TransBioInfoLab / coMethDMR

Detect Regions of Concurrent Differential Methylation
https://transbioinfolab.github.io/coMethDMR/
7 stars 2 forks source link

Probes kept when `rdrop == 0` #7

Closed gabrielodom closed 2 years ago

gabrielodom commented 2 years ago

From @XiaoweiHu-Stat: for some probes, we calculate the rdrop statistic to be exactly equal to 0, but the keep indicator is still 1. This is an error.

We do not have access to the original data (due to data privacy concerns), so we cannot directly replicate this error. We will first try to create some synthetic data and force the rdrop values to be 0.

gabrielodom commented 2 years ago

We found the culprit: when there are missing values in the methylation data, the cor() function in CreateRdrop() returns all NA. Then, these NA values infect the MarkComethylatedCpGs() function, meaning that we end up checking if probe IDs are elements of a vector of missing values:

dropCpGs_char <- CpGs_char[clusterRdrop_df$r_drop < rDropThresh_num]
keep = ifelse(CpGs_char %in% dropCpGs_char, 0, 1), ##(drop=0, keep=1)

I still don't know how the r_drop values are being changed from NA to 0, but this at least tells us why they aren't being removed.

gabrielodom commented 2 years ago

Possible solutions:

  1. Add checks for missing values
  2. Add an option to use the use = "pairwise.complete.obs" (or for the user to choose) option to cor() in CreateRdrop().
gabrielodom commented 2 years ago

@XiaoweiHu-Stat, can you try again now?

XiaoweiHu-Stat commented 2 years ago

Hi Gabriel,

Thanks for the update.

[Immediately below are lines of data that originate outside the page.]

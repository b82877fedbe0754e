//! Physics seam for the character controller
//!
//! The controller never simulates rigid bodies itself. It reads velocity and
//! requests forces, impulses and the occasional velocity write through the
//! [`RigidBody`] trait, and it learns about ground through contact events that
//! the host physics engine delivers.
//!
//! # Unit System
//!
//! **1 unit = 1 meter** (SI units throughout)
//!
//! - Velocities in m/s
//! - Forces in N, impulses in N·s
//! - Mass in kg
//!
//! # Submodules
//!
//! - [`layers`] - Collision layer bitmasks used to filter ground contacts
//! - [`body`] - The [`RigidBody`] trait and [`SimpleBody`], a minimal integrator
//! - [`world`] - [`PlaneWorld`], static planes that emit contact events
//!
//! `SimpleBody` and `PlaneWorld` are stand-ins for a real engine. They exist so
//! the demo binary and the tests can drive the controller end to end.

pub mod body;
pub mod layers;
pub mod world;

pub use body::{ForceMode, RigidBody, SimpleBody};
pub use layers::LayerMask;
pub use world::{ContactReport, PlaneWorld, StaticPlane};

use glam::Vec3;

/// A contact-persist event for one collider the body is touching.
///
/// Delivered once per simulation step for every collider still in contact.
#[derive(Debug, Clone, PartialEq)]
pub struct ContactEvent {
    /// Collision layer of the other collider (0..32)
    pub layer: u32,
    /// Surface normals of every contact point, pointing toward the body
    pub normals: Vec<Vec3>,
}

impl ContactEvent {
    /// Create a contact event for `layer` with the given contact normals.
    pub fn new(layer: u32, normals: Vec<Vec3>) -> Self {
        Self { layer, normals }
    }

    /// Shorthand for an event with a single contact normal.
    pub fn single(layer: u32, normal: Vec3) -> Self {
        Self::new(layer, vec![normal])
    }
}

I will try it this week and let you know if there are any more questions.

Xiaowei


From: Gabriel J. Odom @.> Sent: Sunday, October 10, 2021 1:20 PM To: TransBioInfoLab/coMethDMR @.> Cc: Hu, Xiaowei (xh6dx) @.>; Mention @.> Subject: Re: [TransBioInfoLab/coMethDMR] Probes kept when rdrop == 0 (#7)

@XiaoweiHu-Stathttps://github.com/XiaoweiHu-Stat, can you try again now?

— You are receiving this because you were mentioned. Reply to this email directly, view it on GitHubhttps://github.com/TransBioInfoLab/coMethDMR/issues/7#issuecomment-939519568, or unsubscribehttps://github.com/notifications/unsubscribe-auth/AOMRHZ3BB3PRTDTL3F4HQKTUGHDOVANCNFSM5FPLDEJQ. Triage notifications on the go with GitHub Mobile for iOShttps://apps.apple.com/app/apple-store/id1477376905?ct=notification-email&mt=8&pt=524675 or Androidhttps://play.google.com/store/apps/details?id=com.github.android&referrer=utm_campaign%3Dnotification-email%26utm_medium%3Demail%26utm_source%3Dgithub.

gabrielodom commented 2 years ago

@fveitz, can you test the following two things:

  1. Take the example data set in the package, and add a sample with all NA values. Try to replicate the error above (you may need to set use = "everything" in CreateRdrop() to replicate the error.
  2. Same as above, but have half of the samples be NA, and the other half actual values (beta values can be drawn Uniform distribution)
gabrielodom commented 2 years ago

We have added preliminary data checking to the workflow (as shown in vignette 2) via the MarkMissing() function.